(Stored items)

○ ○ ○ ○

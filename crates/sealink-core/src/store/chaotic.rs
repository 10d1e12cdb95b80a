//! Chaotic store wrapper for fault injection testing
//!
//! Randomly fails operations with transient errors so that callers can be
//! checked for "no state change on failure, retry later" behaviour.

use std::sync::{Arc, Mutex};

use sealink_encoding::Uid;

use super::{ProtocolStore, StoreBatch};
use crate::{
    error::StoreError,
    protocol::{ConcreteProtocolState, ProtocolId},
};

/// Store wrapper that fails operations with probability `failure_rate`.
#[derive(Clone)]
pub struct ChaoticStore<S: ProtocolStore> {
    inner: S,
    /// Failure rate (0.0 = never fail, 1.0 = always fail)
    failure_rate: f64,
    rng: Arc<Mutex<ChaoticRng>>,
}

/// Linear congruential generator; reproducible with the same seed.
struct ChaoticRng {
    state: u64,
}

impl ChaoticRng {
    /// Next value in [0.0, 1.0)
    fn next(&mut self) -> f64 {
        // LCG constants from Numerical Recipes
        const A: u64 = 1_664_525;
        const C: u64 = 1_013_904_223;
        const M: u64 = 1u64 << 32;

        self.state = (A.wrapping_mul(self.state).wrapping_add(C)) % M;
        (self.state as f64) / (M as f64)
    }
}

impl<S: ProtocolStore> ChaoticStore<S> {
    /// Wrap `inner`, failing with `failure_rate`, reproducibly from `seed`.
    ///
    /// # Panics
    ///
    /// Panics if `failure_rate` is not in [0.0, 1.0]
    pub fn with_seed(inner: S, failure_rate: f64, seed: u64) -> Self {
        assert!(
            (0.0..=1.0).contains(&failure_rate),
            "failure_rate must be between 0.0 and 1.0, got {failure_rate}"
        );
        Self { inner, failure_rate, rng: Arc::new(Mutex::new(ChaoticRng { state: seed })) }
    }

    /// Underlying store (for checking invariants after chaos).
    pub fn inner(&self) -> &S {
        &self.inner
    }

    fn roll(&self) -> Result<(), StoreError> {
        #[allow(clippy::expect_used)]
        let failed = self.rng.lock().expect("ChaoticRng mutex poisoned").next() < self.failure_rate;
        if failed {
            return Err(StoreError::Unavailable("chaotic failure injection".to_string()));
        }
        Ok(())
    }
}

impl<S: ProtocolStore> ProtocolStore for ChaoticStore<S> {
    fn load(
        &self,
        protocol: ProtocolId,
        instance_id: Uid,
    ) -> Result<Option<ConcreteProtocolState>, StoreError> {
        self.roll()?;
        self.inner.load(protocol, instance_id)
    }

    fn store(
        &self,
        protocol: ProtocolId,
        instance_id: Uid,
        state: &ConcreteProtocolState,
    ) -> Result<(), StoreError> {
        self.roll()?;
        self.inner.store(protocol, instance_id, state)
    }

    fn delete(&self, protocol: ProtocolId, instance_id: Uid) -> Result<(), StoreError> {
        self.roll()?;
        self.inner.delete(protocol, instance_id)
    }

    fn instances(&self, protocol: ProtocolId) -> Result<Vec<Uid>, StoreError> {
        self.roll()?;
        self.inner.instances(protocol)
    }

    fn commit(&self, batch: &StoreBatch) -> Result<(), StoreError> {
        self.roll()?;
        self.inner.commit(batch)
    }
}

#[cfg(test)]
mod tests {
    use super::*;
    use crate::store::MemoryStore;

    const OWNED: ProtocolId = ProtocolId::ChannelCreationWithOwnedDevice;

    #[test]
    fn zero_rate_never_fails() {
        let chaotic = ChaoticStore::with_seed(MemoryStore::new(), 0.0, 1);
        for i in 0..100u8 {
            let state = ConcreteProtocolState {
                state_id: 0,
                payload: ConcreteProtocolState::sentinel_payload(),
            };
            chaotic.store(OWNED, Uid::from_bytes([i; 32]), &state).expect("no failures at 0%");
        }
        assert_eq!(chaotic.inner().len(), 100);
    }

    #[test]
    fn full_rate_always_fails_transiently() {
        let chaotic = ChaoticStore::with_seed(MemoryStore::new(), 1.0, 1);
        let err = chaotic.load(OWNED, Uid::default()).expect_err("always fails");
        assert!(err.is_transient());
        assert!(chaotic.instances(OWNED).is_err());
    }

    #[test]
    fn failed_commit_writes_nothing() {
        let inner = MemoryStore::new();
        let kept = Uid::from_bytes([1; 32]);
        let state =
            ConcreteProtocolState { state_id: 2, payload: ConcreteProtocolState::sentinel_payload() };
        inner.store(OWNED, kept, &state).expect("store");

        let mut batch = StoreBatch::new();
        batch.delete(OWNED, kept);
        batch.put(OWNED, Uid::from_bytes([2; 32]), state.clone());

        let chaotic = ChaoticStore::with_seed(inner, 1.0, 5);
        assert!(chaotic.commit(&batch).expect_err("always fails").is_transient());
        assert_eq!(chaotic.inner().load(OWNED, kept), Ok(Some(state)));
        assert_eq!(chaotic.inner().len(), 1);
    }
}
//! Dictionaries: byte-string keys mapped to encoded values.
//!
//! On the wire a dictionary is tagged `Dictionary` and its payload is a
//! sequence of alternating key and value encodings. Keys are unique. Encoding
//! emits entries in key order so equal dictionaries have equal bytes.

use std::collections::{BTreeMap, btree_map};

use crate::{
    Decode, Encode, EncodedValue, Tag,
    errors::{DecodeError, Result},
    value::split_elements,
};

/// An ordered map from byte-string keys to encoded values.
#[derive(Debug, Clone, Default, PartialEq, Eq)]
pub struct Dictionary {
    entries: BTreeMap<Vec<u8>, EncodedValue>,
}

impl Dictionary {
    /// Empty dictionary.
    #[must_use]
    pub fn new() -> Self {
        Self::default()
    }

    /// Insert `value` under `key`, returning the previous value.
    pub fn insert(&mut self, key: impl Into<Vec<u8>>, value: &impl Encode) -> Option<EncodedValue> {
        self.entries.insert(key.into(), value.encode())
    }

    /// Builder-style insert.
    #[must_use]
    pub fn with(mut self, key: impl Into<Vec<u8>>, value: &impl Encode) -> Self {
        self.insert(key, value);
        self
    }

    /// Raw value stored under `key`.
    #[must_use]
    pub fn get(&self, key: &[u8]) -> Option<&EncodedValue> {
        self.entries.get(key)
    }

    /// Decode the value under `key`, if present.
    ///
    /// # Errors
    ///
    /// The decode failure of a present value.
    pub fn get_decoded<T: Decode>(&self, key: &[u8]) -> Result<Option<T>> {
        self.entries.get(key).map(T::decode).transpose()
    }

    /// Remove and return the value under `key`.
    pub fn remove(&mut self, key: &[u8]) -> Option<EncodedValue> {
        self.entries.remove(key)
    }

    /// Number of entries.
    #[must_use]
    pub fn len(&self) -> usize {
        self.entries.len()
    }

    /// Whether there are no entries.
    #[must_use]
    pub fn is_empty(&self) -> bool {
        self.entries.is_empty()
    }

    /// Entries in key order.
    pub fn iter(&self) -> btree_map::Iter<'_, Vec<u8>, EncodedValue> {
        self.entries.iter()
    }
}

impl<'a> IntoIterator for &'a Dictionary {
    type Item = (&'a Vec<u8>, &'a EncodedValue);
    type IntoIter = btree_map::Iter<'a, Vec<u8>, EncodedValue>;

    fn into_iter(self) -> Self::IntoIter {
        self.entries.iter()
    }
}

impl Encode for Dictionary {
    fn encode(&self) -> EncodedValue {
        let list = EncodedValue::list(
            self.entries.iter().flat_map(|(key, value)| [key.encode(), value.clone()]),
        );
        EncodedValue::new(Tag::Dictionary, list.payload().clone())
    }
}

impl Decode for Dictionary {
    fn decode(value: &EncodedValue) -> Result<Self> {
        let items = split_elements(value.payload_of(Tag::Dictionary)?)?;
        if items.len() % 2 != 0 {
            return Err(DecodeError::OddDictionary(items.len()));
        }

        let mut entries = BTreeMap::new();
        for pair in items.chunks_exact(2) {
            let key = Vec::<u8>::decode(&pair[0])?;
            if entries.contains_key(&key) {
                return Err(DecodeError::DuplicateKey { key });
            }
            entries.insert(key, pair[1].clone());
        }

        Ok(Self { entries })
    }
}
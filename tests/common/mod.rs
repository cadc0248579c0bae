//! Shared fixtures for integration tests.
#![allow(dead_code)]

use std::cell::Cell;
use std::collections::BTreeMap;
use std::path::{Path, PathBuf};

use cardstock::config::CardstockConfig;
use cardstock::error::CardstockError;
use cardstock::extract::diff_trees;
use cardstock::model::patch::{Patch, PatchId};
use cardstock::model::tree::{BaseTree, WorkingTree};
use cardstock::tools::{Compiler, Decompiler, Remapper};

/// Build a file map from (path, content) pairs.
pub fn files(entries: &[(&str, &str)]) -> BTreeMap<PathBuf, String> {
    entries
        .iter()
        .map(|(p, c)| (PathBuf::from(p), (*c).to_owned()))
        .collect()
}

/// Base tree from (path, content) pairs.
pub fn base(version: &str, entries: &[(&str, &str)]) -> BaseTree {
    BaseTree::new(version, files(entries))
}

/// Working tree from (path, content) pairs.
pub fn working(entries: &[(&str, &str)]) -> WorkingTree {
    WorkingTree::from_files(files(entries))
}

/// A patch that transforms `old` into `new`. Panics if the trees are
/// identical; fixtures should always change something.
pub fn patch_between(
    id: &str,
    message: &str,
    old: &BTreeMap<PathBuf, String>,
    new: &BTreeMap<PathBuf, String>,
) -> Patch {
    diff_trees(old, new, PatchId::new(id).unwrap(), message)
        .expect("fixture trees must differ")
}

/// Config rooted in `root`, with every path under the temp directory.
pub fn config_at(root: &Path, upstream_ref: &str) -> CardstockConfig {
    let mut config = CardstockConfig::default();
    config.upstream.upstream_ref = upstream_ref.to_owned();
    config.upstream.artifact = root.join("server.jar");
    config.upstream.mappings = root.join("mappings.tiny");
    config.paths.patches_dir = root.join("patches");
    config.paths.work_dir = root.join(".cardstock");
    config.paths.api_output = root.join("cardstock-api");
    config.paths.server_output = root.join("cardstock-server");
    config
}

// ---------------------------------------------------------------------------
// Fake external tools
// ---------------------------------------------------------------------------

/// Decompiler fake: writes a fixed tree, counts invocations.
pub struct FakeDecompiler {
    pub output: BTreeMap<PathBuf, String>,
    pub calls: Cell<usize>,
}

impl FakeDecompiler {
    pub fn new(entries: &[(&str, &str)]) -> Self {
        Self {
            output: files(entries),
            calls: Cell::new(0),
        }
    }
}

impl Decompiler for FakeDecompiler {
    fn decompile(&self, _artifact: &Path, out_dir: &Path) -> Result<(), CardstockError> {
        self.calls.set(self.calls.get() + 1);
        WorkingTree::from_files(self.output.clone()).write_to(out_dir)?;
        Ok(())
    }
}

/// Remapper fake: rewrites `obf` to `mapped` in every file, counts
/// invocations.
pub struct FakeRemapper {
    pub calls: Cell<usize>,
}

impl FakeRemapper {
    pub fn new() -> Self {
        Self {
            calls: Cell::new(0),
        }
    }
}

impl Remapper for FakeRemapper {
    fn remap(&self, input: &Path, _mappings: &Path, out_dir: &Path) -> Result<(), CardstockError> {
        self.calls.set(self.calls.get() + 1);
        let tree = WorkingTree::load(input)?;
        let mapped: BTreeMap<PathBuf, String> = tree
            .files()
            .iter()
            .map(|(p, c)| (p.clone(), c.replace("obf", "mapped")))
            .collect();
        WorkingTree::from_files(mapped).write_to(out_dir)?;
        Ok(())
    }
}

/// Compiler fake that always rejects the tree.
pub struct FailingCompiler;

impl Compiler for FailingCompiler {
    fn compile(&self, tree: &Path) -> Result<(), CardstockError> {
        Err(CardstockError::ExternalToolFailure {
            tool: "compiler".to_owned(),
            command: format!("fake-javac {}", tree.display()),
            exit_code: Some(1),
            stderr: "cannot find symbol".to_owned(),
        })
    }
}
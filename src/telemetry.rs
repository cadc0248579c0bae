//! Tracing setup.
//!
//! Logs go to stderr so command output on stdout stays clean and
//! scriptable. The filter honors `RUST_LOG`, falling back to the given
//! default (e.g. `cardstock=info`). Setting `CARDSTOCK_LOG_FORMAT=json`
//! switches to JSON events for machine consumption.

use tracing_subscriber::layer::SubscriberExt as _;
use tracing_subscriber::util::SubscriberInitExt as _;
use tracing_subscriber::EnvFilter;

/// Initialize stderr logging. Call once at process start.
pub fn init(default_filter: &str) {
    let filter = EnvFilter::try_from_default_env()
        .unwrap_or_else(|_| EnvFilter::new(default_filter));
    let json = std::env::var("CARDSTOCK_LOG_FORMAT").is_ok_and(|v| v == "json");

    let registry = tracing_subscriber::registry().with(filter);
    if json {
        registry
            .with(
                tracing_subscriber::fmt::layer()
                    .json()
                    .with_writer(std::io::stderr),
            )
            .init();
    } else {
        registry
            .with(
                tracing_subscriber::fmt::layer()
                    .with_writer(std::io::stderr)
                    .with_target(false),
            )
            .init();
    }
}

○ ○ ○ ○

About this task:
Among the entries above, locate the lines containing "#[allow(clippy::expect_used)]" and "impl<S: ProtocolStore> ProtocolStore", and transcribe exactly those two lines and all lines between.

Result:
        #[allow(clippy::expect_used)]
        let failed = self.rng.lock().expect("ChaoticRng mutex poisoned").next() < self.failure_rate;
        if failed {
            return Err(StoreError::Unavailable("chaotic failure injection".to_string()));
        }
        Ok(())
    }
}

impl<S: ProtocolStore> ProtocolStore for ChaoticStore<S> {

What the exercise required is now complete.